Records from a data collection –

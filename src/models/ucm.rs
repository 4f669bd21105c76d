//! Unobserved components model estimated with the Kalman filter.
//!
//! The observation is the sum of a random-walk level, an optional random
//! walk slope and an optional dummy seasonal, plus irregular noise. The
//! disturbance variances are estimated by maximising the prediction error
//! likelihood over their logarithms.

use crate::core::{Forecast, TimeSeries};
use crate::error::{ForecastError, Result};
use crate::models::traits::{residual_variance, residuals_of};
use crate::models::{Component, Forecaster};
use crate::utils::estimates::likelihood_estimates;
use crate::utils::optimization::{nelder_mead, NelderMeadConfig};
use crate::utils::stats::variance;
use crate::utils::ParameterEstimate;
use serde::{Deserialize, Serialize};

/// Components included in the model.
#[derive(Debug, Clone, Copy, PartialEq, Eq, Hash, Serialize, Deserialize)]
pub struct UcmSpec {
    pub trend: bool,
    /// Seasonal period, `None` for no seasonal component.
    pub season: Option<usize>,
}

impl UcmSpec {
    pub fn level() -> Self {
        Self {
            trend: false,
            season: None,
        }
    }

    pub fn with_trend(mut self) -> Self {
        self.trend = true;
        self
    }

    pub fn with_season(mut self, period: usize) -> Self {
        self.season = (period > 1).then_some(period);
        self
    }

    fn state_dim(&self) -> usize {
        1 + usize::from(self.trend) + self.season.map_or(0, |s| s - 1)
    }

    fn season_index(&self) -> usize {
        1 + usize::from(self.trend)
    }

    fn variance_names(&self) -> Vec<String> {
        let mut names = vec!["ERROR_VARIANCE".to_string(), "LEVEL_VARIANCE".to_string()];
        if self.trend {
            names.push("SLOPE_VARIANCE".to_string());
        }
        if self.season.is_some() {
            names.push("SEASON_VARIANCE".to_string());
        }
        names
    }

    pub fn label(&self) -> String {
        let mut label = "UCM(LEVEL".to_string();
        if self.trend {
            label.push_str("+SLOPE");
        }
        if self.season.is_some() {
            label.push_str("+SEASON");
        }
        label.push(')');
        label
    }
}

type Matrix = Vec<Vec<f64>>;

/// State space system of a [`UcmSpec`].
struct System {
    spec: UcmSpec,
    transition: Matrix,
    /// Disturbance variance per state, zero for deterministic states.
    state_noise: Vec<f64>,
    irregular: f64,
}

impl System {
    fn new(spec: UcmSpec, variances: &[f64]) -> Self {
        let m = spec.state_dim();
        let mut transition = vec![vec![0.0; m]; m];
        let mut state_noise = vec![0.0; m];
        transition[0][0] = 1.0;
        state_noise[0] = variances[1];
        let mut next = 2;
        if spec.trend {
            transition[0][1] = 1.0;
            transition[1][1] = 1.0;
            state_noise[1] = variances[next];
            next += 1;
        }
        if spec.season.is_some() {
            let first = spec.season_index();
            for j in first..m {
                transition[first][j] = -1.0;
            }
            for j in first + 1..m {
                transition[j][j - 1] = 1.0;
            }
            state_noise[first] = variances[next];
        }
        Self {
            spec,
            transition,
            state_noise,
            irregular: variances[0],
        }
    }

    /// `Z·a`: level plus current seasonal.
    fn observe(&self, a: &[f64]) -> f64 {
        a[0] + self
            .spec
            .season
            .map_or(0.0, |_| a[self.spec.season_index()])
    }

    fn observation_vector(&self) -> Vec<f64> {
        let mut z = vec![0.0; self.spec.state_dim()];
        z[0] = 1.0;
        if self.spec.season.is_some() {
            z[self.spec.season_index()] = 1.0;
        }
        z
    }

    fn advance(&self, a: &[f64], p: &Matrix) -> (Vec<f64>, Matrix) {
        let t = &self.transition;
        let m = a.len();
        let a_next: Vec<f64> = (0..m)
            .map(|i| (0..m).map(|j| t[i][j] * a[j]).sum())
            .collect();
        let tp: Matrix = (0..m)
            .map(|i| (0..m).map(|j| (0..m).map(|k| t[i][k] * p[k][j]).sum()).collect())
            .collect();
        let mut p_next: Matrix = (0..m)
            .map(|i| (0..m).map(|j| (0..m).map(|k| tp[i][k] * t[j][k]).sum()).collect())
            .collect();
        for (i, q) in self.state_noise.iter().enumerate() {
            p_next[i][i] += q;
        }
        (a_next, p_next)
    }
}

/// Output of one filtering pass.
struct Filtered {
    predictions: Vec<f64>,
    filtered_states: Vec<Vec<f64>>,
    neg_loglik: f64,
    state: Vec<f64>,
    covariance: Matrix,
}

fn filter(system: &System, values: &[f64], diffuse: f64) -> Filtered {
    let m = system.spec.state_dim();
    let z = system.observation_vector();
    let first = values.iter().copied().find(|v| v.is_finite()).unwrap_or(0.0);

    let mut a = vec![0.0; m];
    a[0] = first;
    let mut p: Matrix = (0..m)
        .map(|i| (0..m).map(|j| if i == j { diffuse } else { 0.0 }).collect())
        .collect();

    let mut predictions = Vec::with_capacity(values.len());
    let mut filtered_states = Vec::with_capacity(values.len());
    let mut neg_loglik = 0.0;
    let mut observed = 0;

    for &y in values {
        let prediction = system.observe(&a);
        predictions.push(prediction);

        if y.is_finite() {
            let pz: Vec<f64> = (0..m).map(|i| (0..m).map(|j| p[i][j] * z[j]).sum()).collect();
            let f = z.iter().zip(&pz).map(|(a, b)| a * b).sum::<f64>() + system.irregular;
            let v = y - prediction;
            for i in 0..m {
                a[i] += pz[i] * v / f;
            }
            for i in 0..m {
                for j in 0..m {
                    p[i][j] -= pz[i] * pz[j] / f;
                }
            }
            // The first observations only resolve the diffuse initial state.
            if observed >= m {
                neg_loglik += 0.5 * (f.ln() + v * v / f);
            }
            observed += 1;
        }
        filtered_states.push(a.clone());
        let (a_next, p_next) = system.advance(&a, &p);
        a = a_next;
        p = p_next;
    }

    Filtered {
        predictions,
        filtered_states,
        neg_loglik: if neg_loglik.is_finite() {
            neg_loglik
        } else {
            f64::INFINITY
        },
        state: a,
        covariance: p,
    }
}

/// Unobserved components forecaster.
#[derive(Debug, Clone)]
pub struct Ucm {
    spec: UcmSpec,
    name: String,
    variances: Option<Vec<f64>>,
    state: Vec<f64>,
    covariance: Matrix,
    fitted: Option<Vec<f64>>,
    residuals: Option<Vec<f64>>,
    components: Vec<Component>,
    estimates: Vec<ParameterEstimate>,
}

impl Ucm {
    pub fn new(spec: UcmSpec) -> Self {
        Self {
            spec,
            name: spec.label(),
            variances: None,
            state: Vec::new(),
            covariance: Vec::new(),
            fitted: None,
            residuals: None,
            components: Vec::new(),
            estimates: Vec::new(),
        }
    }

    pub fn spec(&self) -> UcmSpec {
        self.spec
    }

    /// Estimated disturbance variances: irregular, level, then slope and
    /// season when present.
    pub fn variances(&self) -> Option<&[f64]> {
        self.variances.as_deref()
    }
}

impl Forecaster for Ucm {
    fn fit(&mut self, series: &TimeSeries) -> Result<()> {
        let values = series.values();
        if let Some(season) = self.spec.season {
            if season != series.season_length() {
                return Err(ForecastError::InvalidParameter(format!(
                    "seasonal period {season} does not match season length {}",
                    series.season_length()
                )));
            }
        }
        let observed: Vec<f64> = values.iter().copied().filter(|v| v.is_finite()).collect();
        let needed = self.spec.state_dim() + 2;
        if observed.len() < needed {
            return Err(ForecastError::InsufficientData {
                needed,
                got: observed.len(),
            });
        }

        let diffs: Vec<f64> = observed.windows(2).map(|w| w[1] - w[0]).collect();
        let scale = variance(&diffs).max(variance(&observed) * 1e-4).max(1e-8);
        let diffuse = 1e6 * variance(&observed).max(1.0);
        let k = self.spec.variance_names().len();
        let spec = self.spec;

        let neg_loglik = |log_var: &[f64]| {
            let variances: Vec<f64> = log_var.iter().map(|v| v.exp()).collect();
            filter(&System::new(spec, &variances), values, diffuse).neg_loglik
        };
        let bounds = vec![(scale.ln() - 20.0, scale.ln() + 3.0); k];
        let result = nelder_mead(
            neg_loglik,
            &vec![(scale / 2.0).ln(); k],
            Some(&bounds),
            NelderMeadConfig {
                max_iter: 1000,
                initial_step: 0.5,
                restarts: 2,
                ..Default::default()
            },
        );
        if !result.optimal_value.is_finite() {
            return Err(ForecastError::ComputationError(
                "Kalman filter likelihood is not finite".to_string(),
            ));
        }

        let log_var = result.optimal_point;
        let variances: Vec<f64> = log_var.iter().map(|v| v.exp()).collect();
        let run = filter(&System::new(spec, &variances), values, diffuse);

        // Standard errors on the variance scale by the delta method.
        let names = self.spec.variance_names();
        self.estimates = likelihood_estimates(&names, &log_var, observed.len(), neg_loglik)
            .into_iter()
            .zip(&variances)
            .map(|(est, &var)| {
                ParameterEstimate::with_std_err(
                    est.name,
                    var,
                    var * est.std_err,
                    observed.len().saturating_sub(k),
                )
            })
            .collect();

        // Predictions before the state is identified carry no information.
        let mut fitted = run.predictions;
        let mut seen = 0;
        for (f, y) in fitted.iter_mut().zip(values) {
            if seen < self.spec.state_dim() {
                *f = f64::NAN;
            }
            if y.is_finite() {
                seen += 1;
            }
        }

        let state_series = |idx: usize| -> Vec<f64> {
            run.filtered_states.iter().map(|a| a[idx]).collect()
        };
        let mut components = vec![Component::new("LEVEL", state_series(0))];
        if self.spec.trend {
            components.push(Component::new("SLOPE", state_series(1)));
        }
        if self.spec.season.is_some() {
            components.push(Component::new("SEASON", state_series(self.spec.season_index())));
        }

        let residuals = residuals_of(values, &fitted);
        if !residual_variance(&residuals, 0).is_finite() {
            return Err(ForecastError::ComputationError(
                "no identified one-step predictions".to_string(),
            ));
        }

        self.components = components;
        self.state = run.state;
        self.covariance = run.covariance;
        self.fitted = Some(fitted);
        self.residuals = Some(residuals);
        self.variances = Some(variances);
        Ok(())
    }

    fn predict(&self, horizon: usize) -> Result<Forecast> {
        let variances = self.variances.as_deref().ok_or(ForecastError::FitRequired)?;
        let system = System::new(self.spec, variances);
        let z = system.observation_vector();
        let mut a = self.state.clone();
        let mut p = self.covariance.clone();
        let mut point = Vec::with_capacity(horizon);
        let mut std = Vec::with_capacity(horizon);

        for _ in 0..horizon {
            point.push(system.observe(&a));
            let m = a.len();
            let var: f64 = (0..m)
                .map(|i| (0..m).map(|j| z[i] * p[i][j] * z[j]).sum::<f64>())
                .sum::<f64>()
                + system.irregular;
            std.push(var.max(0.0).sqrt());
            let (a_next, p_next) = system.advance(&a, &p);
            a = a_next;
            p = p_next;
        }

        Forecast::from_values_with_std(point, std)
    }

    fn fitted_values(&self) -> Option<&[f64]> {
        self.fitted.as_deref()
    }

    fn residuals(&self) -> Option<&[f64]> {
        self.residuals.as_deref()
    }

    fn name(&self) -> &str {
        &self.name
    }

    fn num_params(&self) -> usize {
        self.spec.variance_names().len()
    }

    fn parameters(&self) -> Vec<ParameterEstimate> {
        self.estimates.clone()
    }

    fn components(&self) -> Vec<Component> {
        self.components.clone()
    }
}

#[cfg(test)]
mod tests {
    use super::*;
    use crate::core::{GroupKey, Interval};
    use approx::assert_relative_eq;
    use chrono::{TimeZone, Utc};

    fn quarterly(values: Vec<f64>) -> TimeSeries {
        let start = Utc.with_ymd_and_hms(2010, 1, 1, 0, 0, 0).unwrap();
        TimeSeries::from_start(GroupKey::empty(), Interval::Quarter, start, values).unwrap()
    }

    #[test]
    fn labels_and_dimensions() {
        let spec = UcmSpec::level().with_trend().with_season(4);
        assert_eq!(spec.label(), "UCM(LEVEL+SLOPE+SEASON)");
        assert_eq!(spec.state_dim(), 5);
        assert_eq!(UcmSpec::level().with_season(1).season, None);
    }

    #[test]
    fn seasonal_transition_sums_to_zero_over_a_cycle() {
        let system = System::new(UcmSpec::level().with_season(4), &[1.0, 0.0, 0.0]);
        // seasonal states s_t, s_{t-1}, s_{t-2} = 1, 2, 3 -> next s = -6
        let (a, _) = system.advance(&[0.0, 1.0, 2.0, 3.0], &vec![vec![0.0; 4]; 4]);
        assert_eq!(a, vec![0.0, -6.0, 1.0, 2.0]);
    }

    #[test]
    fn local_level_forecast_is_flat_with_growing_uncertainty() {
        let values: Vec<f64> = (0..40).map(|i| 20.0 + ((i * 17) % 7) as f64 * 0.5).collect();
        let mut model = Ucm::new(UcmSpec::level());
        model.fit(&quarterly(values)).unwrap();
        let forecast = model.predict(4).unwrap();
        let point = forecast.point();
        assert_relative_eq!(point[0], point[3], epsilon = 1e-9);
        let std = forecast.std().unwrap();
        assert!(std.windows(2).all(|w| w[1] >= w[0] - 1e-9));
        assert_eq!(model.parameters().len(), 2);
    }

    #[test]
    fn trend_and_season_are_extrapolated() {
        let pattern = [4.0, -2.0, 1.0, -3.0];
        let values: Vec<f64> = (0..32)
            .map(|i| 50.0 + 1.5 * i as f64 + pattern[i % 4] + ((i * 5) % 3) as f64 * 0.1)
            .collect();
        let mut model = Ucm::new(UcmSpec::level().with_trend().with_season(4));
        model.fit(&quarterly(values)).unwrap();
        let forecast = model.predict(4).unwrap();
        // next period is i = 32, season index 0
        let expected = 50.0 + 1.5 * 32.0 + 4.0;
        assert_relative_eq!(forecast.point()[0], expected, epsilon = 1.0);
        assert_eq!(model.components().len(), 3);
    }

    #[test]
    fn missing_values_are_skipped() {
        let mut values: Vec<f64> = (0..20).map(|i| 5.0 + (i % 2) as f64).collect();
        values[10] = f64::NAN;
        let mut model = Ucm::new(UcmSpec::level());
        model.fit(&quarterly(values)).unwrap();
        assert!(model.residuals().unwrap()[10].is_nan());
        assert!(model.fitted_values().unwrap()[10].is_finite());
    }

    #[test]
    fn season_must_match_the_series() {
        let mut model = Ucm::new(UcmSpec::level().with_season(12));
        assert!(matches!(
            model.fit(&quarterly(vec![1.0; 30])),
            Err(ForecastError::InvalidParameter(_))
        ));
    }
}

What the task requires – Lines that hold the word "ParameterEstimate" are the ones to copy from the entries above.

Answer below –
use crate::utils::ParameterEstimate;
    estimates: Vec<ParameterEstimate>,
                ParameterEstimate::with_std_err(
    fn parameters(&self) -> Vec<ParameterEstimate> {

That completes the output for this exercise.